Il Presidente dell’AIB ha esordito ricordando l’impegno dell’Associazione Italiana Biblioteche nel sostenere il riconoscimento professionale dei bibliotecari, attuato anche tramite iniziative come l’albo professionale italiano dei bibliotecari (http://www.aib.it/aib/cen/albohome.htm). Tre sono le iniziative recenti: il documento sulle Linee di politica bibliotecaria per le autonomie, firmato dai rappresentanti istituzionali nell’ottobre 2003 e presentato a Parma il 5 marzo scorso; la recentissima legge 40/2004 della Regione Friuli-Venezia Giulia, in cui sono previsti interventi sulla formazione a sostegno delle professioni; e la costituzione di una Federazione delle associazioni professionali bibliotecarie, cui hanno già aderito, oltre alla IAML-Italia, l’Associazione Italiana per la Documentazione Avanzata (AIDA), l’Associazione Nazionale Archivistica Italiana (ANAI), l’associazione Bibliotecari Documentalisti Sanità (BDS), il Gruppo Italiano Documentaristi dell’Industria Farmaceutica e degli Istituti di Ricerca Biomedica (GIDIF).

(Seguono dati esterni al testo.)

// ABOUTME: The recipe_finder tool - recipe search by keywords, tags, diet, and timing
// ABOUTME: Validates arguments and delegates to the recipe store
//
// SPDX-License-Identifier: MIT OR Apache-2.0
// Copyright (c) 2025 Chef MCP Contributors

//! # Recipe Finder Tool
//!
//! Searches a user's recipes by free-text query, tags, diet type, prep/cook
//! time ceilings, and servings. Validation failures are part of the payload
//! contract: a missing `user_id` or unknown `diet_type` yields an `error`
//! field alongside an empty result set rather than a protocol failure.

use async_trait::async_trait;
use serde_json::{json, Value};

use crate::constants::{json_fields, limits::RECIPE_SEARCH_LIMIT, tools::RECIPE_FINDER};
use crate::database::RecipeFilter;
use crate::errors::AppResult;
use crate::models::DietType;

use super::traits::{McpTool, ToolContext};

/// Recipe search tool
pub struct RecipeFinderTool;

#[async_trait]
impl McpTool for RecipeFinderTool {
    fn name(&self) -> &'static str {
        RECIPE_FINDER
    }

    fn description(&self) -> &'static str {
        "Find recipes by keywords, tags, diet type, or ingredients"
    }

    fn input_schema(&self) -> Value {
        json!({
            "type": "object",
            "properties": {
                "query": {
                    "type": "string",
                    "description": "Search query (keywords, ingredients, etc.)"
                },
                "tags": {
                    "type": "array",
                    "items": {"type": "string"},
                    "description": "Filter by recipe tags"
                },
                "diet_type": {
                    "type": "string",
                    "enum": DietType::ALL.iter().map(|d| d.as_str()).collect::<Vec<_>>(),
                    "description": "Filter by diet type"
                },
                "max_prep_time": {
                    "type": "integer",
                    "description": "Maximum preparation time in minutes"
                },
                "max_cook_time": {
                    "type": "integer",
                    "description": "Maximum cooking time in minutes"
                },
                "servings": {
                    "type": "integer",
                    "description": "Minimum number of servings"
                },
                "user_id": {
                    "type": "string",
                    "description": "User whose recipes to search"
                }
            },
            "required": ["user_id"]
        })
    }

    async fn execute(&self, ctx: &ToolContext, args: &Value) -> AppResult<Value> {
        let Some(user_id) = args
            .get(json_fields::USER_ID)
            .and_then(Value::as_str)
            .filter(|id| !id.is_empty())
        else {
            return Ok(json!({
                "error": "Missing required field: user_id",
                "recipes": [],
                "total_found": 0,
            }));
        };

        let diet_type = match args.get(json_fields::DIET_TYPE).and_then(Value::as_str) {
            Some(raw) => match DietType::parse(raw) {
                Some(diet) => Some(diet),
                None => {
                    return Ok(json!({
                        "error": format!("Unknown diet type: {raw}"),
                        "recipes": [],
                        "total_found": 0,
                    }));
                }
            },
            None => None,
        };

        let tags = args
            .get(json_fields::TAGS)
            .and_then(Value::as_array)
            .map(|values| {
                values
                    .iter()
                    .filter_map(Value::as_str)
                    .map(str::to_owned)
                    .collect()
            })
            .unwrap_or_default();

        let filter = RecipeFilter {
            user_id: user_id.to_owned(),
            query: args
                .get(json_fields::QUERY)
                .and_then(Value::as_str)
                .map(str::to_owned),
            tags,
            diet_type,
            max_prep_time: args.get(json_fields::MAX_PREP_TIME).and_then(Value::as_i64),
            max_cook_time: args.get(json_fields::MAX_COOK_TIME).and_then(Value::as_i64),
            servings: args.get(json_fields::SERVINGS).and_then(Value::as_i64),
            limit: RECIPE_SEARCH_LIMIT,
        };

        let recipes = ctx.database.search_recipes(&filter).await?;
        let total_found = recipes.len();

        Ok(json!({
            "recipes": recipes,
            "total_found": total_found,
        }))
    }
}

Anche sul tema del prestito l’attenzione dell’AIB è sempre stata vigile. Il prestito a pagamento potrebbe essere introdotto in Italia in seguito alle osservazioni mosse dalla Commissione europea contro sei stati membri (Italia, Spagna, Francia, Irlanda, Lussemburgo e Portogallo) le cui leggi nazionali non avrebbero applicato correttamente la direttiva 92/100 sul diritto di noleggio e di prestito. Per quanto attiene l’Italia, il rilievo consiste nel ritenere eccessiva l’estensione a tutte le biblioteche pubbliche italiane della deroga al pagamento del prestito. Tale ampia deroga fu inclusa nel decreto legislativo n. 685/2004 anche su interessamento dell’AIB, presieduta all’epoca da Tommaso Giordano.

Il prestito a pagamento, presente in Europa nei paesi nordici, rappresenta una forma di assistenza all’editoria. Esso è per altro assente nei paesi dell’est europeo entrati a far parte dell’Europa il primo maggio 2004.

In realtà le biblioteche italiane già sostengono gli autori in forme diverse dal pagamento dei diritti di prestito, ad esempio tramite l’acquisto annuo di 7 milioni di volumi o garantendo la disponibilità delle opere ben oltre le brevi campagne pubblicitarie realizzate al lancio di una nuova pubblicazione. Una recente indagine internazionale dimostra che i proventi del prestito sono utilizzati più per finanziare le società di gestione dei diritti (80%) che per distribuire i proventi agli autori (10%), mentre il restante 10% va in tasse. L’AIB ha quindi presentato una richiesta di informazioni alla SIAE per meglio conoscere come siano impiegati i proventi del diritto d’autore in Italia.

L’impegno dell’AIB si muove attualmente su due piani distinti: da una parte si cerca il confronto istituzionale, dall’altra si promuove la sensibilizzazione dell’opinione pubblica attraverso la campagna No al prestito a pagamento. La campagna coinvolge gli utenti delle biblioteche e gli autori tramite una raccolta di firme, che terminerà il 31 maggio per essere consegnata al Presidente della Commissione europea. Sul piano istituzionale l’AIB ha chiesto nel febbraio 2004 (lettera del febbraio2004) ed ottenuto l’apertura di un tavolo di concertazione istituzionale, al quale sono presenti l’Associazione Nazionale Comuni Italiani (ANCI), l’Unione italiana delle Province (UPI), le Regioni, i Ministeri (Beni Culturali, Università, Politiche comunitarie), la Conferenza italiana dei rettori (CRUI) e l’AIB, in rappresentanza delle associazioni professionali bibliotecarie. Su interessamento della Presidenza del Senato i lavori hanno preso avvio il 25 marzo scorso.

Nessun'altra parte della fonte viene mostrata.